* [EXERCISE MATERIALS]
········
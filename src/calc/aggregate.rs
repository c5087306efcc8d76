use serde::{Deserialize, Serialize};

use super::{RiskLevel, percentage, round2};
use crate::models::SubjectRecord;

#[derive(Debug, Clone, Default, PartialEq, Serialize, Deserialize)]
pub struct AggregateStats {
    pub subjects: usize,
    pub safe: usize,
    pub warning: usize,
    pub danger: usize,
    pub total_present: u64,
    pub total_classes: u64,
    /// Pooled over every class held, not averaged over subjects.
    pub overall_percentage: f64,
}

impl AggregateStats {
    pub fn from_subjects(subjects: &[SubjectRecord], target_percentage: f64) -> Self {
        let mut stats = AggregateStats {
            subjects: subjects.len(),
            ..Default::default()
        };

        for subject in subjects {
            match RiskLevel::classify(subject.percentage(), target_percentage) {
                RiskLevel::Safe => stats.safe += 1,
                RiskLevel::Warning => stats.warning += 1,
                RiskLevel::Danger | RiskLevel::Critical => stats.danger += 1,
            }
            stats.total_present += subject.present as u64;
            stats.total_classes += subject.total as u64;
        }

        stats.overall_percentage = round2(stats.raw_overall());
        stats
    }

    fn raw_overall(&self) -> f64 {
        if self.total_classes == 0 {
            0.0
        } else {
            self.total_present as f64 / self.total_classes as f64 * 100.0
        }
    }

    /// Mean of per-subject percentages. Only for comparison; the overall
    /// figure is the one to report.
    pub fn mean_of_subjects(subjects: &[SubjectRecord]) -> f64 {
        if subjects.is_empty() {
            return 0.0;
        }
        let sum: f64 = subjects
            .iter()
            .map(|s| percentage(s.present, s.total))
            .sum();
        round2(sum / subjects.len() as f64)
    }
}

#[cfg(test)]
mod tests {
    use super::*;

    fn subjects(counts: &[(u32, u32)]) -> Vec<SubjectRecord> {
        counts
            .iter()
            .enumerate()
            .map(|(i, (p, t))| SubjectRecord::new(format!("S{i}"), *p, *t).unwrap())
            .collect()
    }

    #[test]
    fn overall_is_pooled_not_averaged() {
        let list = subjects(&[(9, 10), (1, 20)]);
        let stats = AggregateStats::from_subjects(&list, 75.0);
        assert_eq!(stats.overall_percentage, 33.33);
        assert_eq!(AggregateStats::mean_of_subjects(&list), 47.5);
        assert_eq!(stats.total_present, 10);
        assert_eq!(stats.total_classes, 30);
    }

    #[test]
    fn counts_each_tier() {
        let list = subjects(&[(85, 100), (75, 100), (84, 100), (74, 100), (0, 0)]);
        let stats = AggregateStats::from_subjects(&list, 75.0);
        assert_eq!(stats.subjects, 5);
        assert_eq!(stats.safe, 1);
        assert_eq!(stats.warning, 2);
        assert_eq!(stats.danger, 2);
    }

    #[test]
    fn no_classes_means_zero_overall() {
        let stats = AggregateStats::from_subjects(&subjects(&[(0, 0), (0, 0)]), 75.0);
        assert_eq!(stats.overall_percentage, 0.0);

        let empty = AggregateStats::from_subjects(&[], 75.0);
        assert_eq!(empty, AggregateStats::default());
    }
}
········
In full and unchanged, repeat the data above.

* [WRITTEN SOLUTION]
filename src/calc/aggregate.rs
repository c5087306efcc8d76
use serde::{Deserialize, Serialize};

use super::{RiskLevel, percentage, round2};
use crate::models::SubjectRecord;

#[derive(Debug, Clone, Default, PartialEq, Serialize, Deserialize)]
pub struct AggregateStats {
    pub subjects: usize,
    pub safe: usize,
    pub warning: usize,
    pub danger: usize,
    pub total_present: u64,
    pub total_classes: u64,
    /// Pooled over every class held, not averaged over subjects.
    pub overall_percentage: f64,
}

impl AggregateStats {
    pub fn from_subjects(subjects: &[SubjectRecord], target_percentage: f64) -> Self {
        let mut stats = AggregateStats {
            subjects: subjects.len(),
            ..Default::default()
        };

        for subject in subjects {
            match RiskLevel::classify(subject.percentage(), target_percentage) {
                RiskLevel::Safe => stats.safe += 1,
                RiskLevel::Warning => stats.warning += 1,
                RiskLevel::Danger | RiskLevel::Critical => stats.danger += 1,
            }
            stats.total_present += subject.present as u64;
            stats.total_classes += subject.total as u64;
        }

        stats.overall_percentage = round2(stats.raw_overall());
        stats
    }

    fn raw_overall(&self) -> f64 {
        if self.total_classes == 0 {
            0.0
        } else {
            self.total_present as f64 / self.total_classes as f64 * 100.0
        }
    }

    /// Mean of per-subject percentages. Only for comparison; the overall
    /// figure is the one to report.
    pub fn mean_of_subjects(subjects: &[SubjectRecord]) -> f64 {
        if subjects.is_empty() {
            return 0.0;
        }
        let sum: f64 = subjects
            .iter()
            .map(|s| percentage(s.present, s.total))
            .sum();
        round2(sum / subjects.len() as f64)
    }
}

#[cfg(test)]
mod tests {
    use super::*;

    fn subjects(counts: &[(u32, u32)]) -> Vec<SubjectRecord> {
        counts
            .iter()
            .enumerate()
            .map(|(i, (p, t))| SubjectRecord::new(format!("S{i}"), *p, *t).unwrap())
            .collect()
    }

    #[test]
    fn overall_is_pooled_not_averaged() {
        let list = subjects(&[(9, 10), (1, 20)]);
        let stats = AggregateStats::from_subjects(&list, 75.0);
        assert_eq!(stats.overall_percentage, 33.33);
        assert_eq!(AggregateStats::mean_of_subjects(&list), 47.5);
        assert_eq!(stats.total_present, 10);
        assert_eq!(stats.total_classes, 30);
    }

    #[test]
    fn counts_each_tier() {
        let list = subjects(&[(85, 100), (75, 100), (84, 100), (74, 100), (0, 0)]);
        let stats = AggregateStats::from_subjects(&list, 75.0);
        assert_eq!(stats.subjects, 5);
        assert_eq!(stats.safe, 1);
        assert_eq!(stats.warning, 2);
        assert_eq!(stats.danger, 2);
    }

    #[test]
    fn no_classes_means_zero_overall() {
        let stats = AggregateStats::from_subjects(&subjects(&[(0, 0), (0, 0)]), 75.0);
        assert_eq!(stats.overall_percentage, 0.0);

        let empty = AggregateStats::from_subjects(&[], 75.0);
        assert_eq!(empty, AggregateStats::default());
    }
}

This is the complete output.